Catherine Cater has been an educator since 1940. She joined the English faculty at North Dakota State University in 1962, and though she officially retired in 1982, has remained very active in students lives. The Catherine Cater Humanities Lecture Series was established in 1986 in recognition of her advocacy of humanities in higher education.
I doubt that one ever is wise. I don't really
know what wisdom is.
I like obstacles.
I'm a rotten cook.
Absolutes are very difficult to come by.
I used to bat (tennis) balls around. It was always love-nothing.
Ideas are not all equal, but there are many varieties of ideas. It is extremely important to examine all aspects of ideas.
Being a teacher is very serious work, but lots of fun.
Students are very fond of the question, Who am I and what is the meaning of life?
The success of the student usually prevails. Occasionally it doesn't.
Suspension of judgment is a very important part of learning.
Discerning facts from knowledge is most important.
Data are less significant than the integration of ideas and data that may produce, or may not produce, knowledge.
I do like John Donne.

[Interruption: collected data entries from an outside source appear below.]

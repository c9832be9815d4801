use super::super::{score, PointCalculator, ScoreOutcome, ScoringContext};
use crate::matches::MatchResult;
use crate::predictions::PredictionModel;

pub struct MatchResultCalculator;

impl Default for MatchResultCalculator {
    fn default() -> Self {
        Self::new()
    }
}

impl MatchResultCalculator {
    pub fn new() -> Self {
        Self
    }
}

impl PointCalculator for MatchResultCalculator {
    fn calculate(
        &self,
        prediction: &PredictionModel,
        result: &MatchResult,
        context: &ScoringContext,
    ) -> ScoreOutcome {
        let base = score(
            prediction.home_score,
            prediction.away_score,
            result.home,
            result.away,
        );

        ScoreOutcome::new(
            context.current.points + base.points,
            context.current.correct || base.correct,
        )
    }

    fn priority(&self) -> u32 {
        crate::scoring::calculator_priority::BASE_SCORE
    }
}
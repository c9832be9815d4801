// Public API - what other modules can use
pub use handlers::{
    create_award, finish_award, get_award, list_award_predictions, submit_award_prediction,
};
pub use models::{AwardModel, AwardPredictionModel, AwardPredictionUpsert};
pub use service::AwardService;

// Internal modules
mod handlers;
pub mod models;
pub mod repository;
pub mod service;
mod types;
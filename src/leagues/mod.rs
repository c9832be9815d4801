// Public API - what other modules can use
pub use handlers::{
    create_league, finish_league, get_league, list_league_predictions, submit_league_prediction,
};
pub use models::{LeagueModel, LeaguePredictionModel, LeaguePredictionUpsert, LeagueResult};
pub use service::LeagueService;

// Internal modules
mod handlers;
pub mod models;
pub mod repository;
pub mod service;
mod types;
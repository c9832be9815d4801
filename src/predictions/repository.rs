use async_trait::async_trait;
use chrono::{DateTime, Utc};
use uuid::Uuid;

use super::models::{PredictionModel, PredictionUpsert};
use crate::shared::AppError;

/// Trait for prediction repository operations
#[async_trait]
pub trait PredictionRepository: Send + Sync {
    async fn get_prediction(
        &self,
        match_id: Uuid,
        user_id: Uuid,
    ) -> Result<Option<PredictionModel>, AppError>;

    /// Creates or overwrites the prediction for (match, user).
    ///
    /// The prediction window is checked at write time against the stored
    /// match: `Validation` if it is not pending or `now` is past its
    /// deadline, `NotFound` if the match does not exist.
    async fn upsert_prediction(
        &self,
        upsert: &PredictionUpsert,
        now: DateTime<Utc>,
    ) -> Result<PredictionModel, AppError>;

    async fn list_predictions(&self, match_id: Uuid) -> Result<Vec<PredictionModel>, AppError>;
}
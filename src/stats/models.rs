use serde::{Deserialize, Serialize};
use uuid::Uuid;

use crate::scoring::ScoreOutcome;

/// One prediction after scoring, ready to be folded into its owner's stats
#[derive(Debug, Clone, Copy, PartialEq, Eq)]
pub struct ScoredPrediction {
    pub prediction_id: Uuid,
    pub user_id: Uuid,
    pub outcome: ScoreOutcome,
}

/// Result of finishing a match, league or award
#[derive(Debug, Clone, PartialEq, Eq, Serialize, Deserialize)]
pub struct FinishSummary {
    pub id: Uuid,
    pub predictions_processed: usize,
    pub users_updated: usize,
}

/// Cumulative counters re-derived from a user's scored predictions
#[derive(Debug, Clone, Copy, Default, PartialEq, Eq, Serialize, Deserialize)]
pub struct UserTotals {
    pub points: i32,
    pub predictions: i32,
    pub correct: i32,
    pub current_streak: i32,
    pub best_streak: i32,
}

Go ahead and catch a falling star' is a lovely line.
NDSU is a public institution to which students 17, 18 and on up as old as they get can actually talk with a professor without fear of condescension for the most part and where they can question not only their own thinking but question the ideas of other people.

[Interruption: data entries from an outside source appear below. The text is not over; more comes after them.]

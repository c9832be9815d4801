use async_trait::async_trait;
use chrono::{DateTime, Utc};
use uuid::Uuid;

use super::models::{LeagueModel, LeaguePredictionModel, LeaguePredictionUpsert, LeagueResult};
use crate::shared::AppError;
use crate::stats::FinishSummary;

/// Trait for league repository operations
#[async_trait]
pub trait LeagueRepository: Send + Sync {
    async fn create_league(&self, league: &LeagueModel) -> Result<(), AppError>;
    async fn get_league(&self, league_id: Uuid) -> Result<Option<LeagueModel>, AppError>;

    /// Creates or overwrites the user's picks; `Validation` once the league
    /// is finished or past its deadline
    async fn upsert_league_prediction(
        &self,
        upsert: &LeaguePredictionUpsert,
        now: DateTime<Utc>,
    ) -> Result<LeaguePredictionModel, AppError>;

    async fn list_league_predictions(
        &self,
        league_id: Uuid,
    ) -> Result<Vec<LeaguePredictionModel>, AppError>;

    /// Stores the real outcome, scores every pick and credits each user in
    /// one unit. Same failure contract as finishing a match.
    async fn finish_league(
        &self,
        league_id: Uuid,
        result: &LeagueResult,
        finished_at: DateTime<Utc>,
    ) -> Result<FinishSummary, AppError>;
}
use async_trait::async_trait;
use uuid::Uuid;

use super::models::{FinishMatchRequest, MatchModel};
use crate::scoring::PredictionScorer;
use crate::shared::AppError;
use crate::stats::FinishSummary;

/// Trait for match repository operations
#[async_trait]
pub trait MatchRepository: Send + Sync {
    async fn create_match(&self, fixture: &MatchModel) -> Result<(), AppError>;
    async fn get_match(&self, match_id: Uuid) -> Result<Option<MatchModel>, AppError>;

    /// Moves a pending match to live, which locks its predictions
    async fn start_match(&self, match_id: Uuid) -> Result<MatchModel, AppError>;

    /// Atomically finishes a match and credits every predicting user.
    ///
    /// Flips the status, stores the result, scores each prediction with
    /// `scorer`, increments each user's counters and recomputes streaks and
    /// level as one unit. Fails with `Conflict` if the match is already
    /// finished and with `PartialFailure` if any user update fails, in which
    /// case nothing is written.
    async fn finish_match(
        &self,
        request: &FinishMatchRequest,
        scorer: &dyn PredictionScorer,
    ) -> Result<FinishSummary, AppError>;
}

I think what we do is introduce students to what they will think about 100 years hence.
This emphasis on computer science is a phase we'll get over, because we'll use computers more wisely.
I have a principle I don't teach in the summer. It's a period of restoration.
I have found travel very restorative, indeed. One sees other people, other places that distract one from whatever problems one has.
I like to write verse. I don't say poetry. Verse is on a lower level.
Now I have the best of all worlds because I don't have to go to meetings. I can concentrate on students.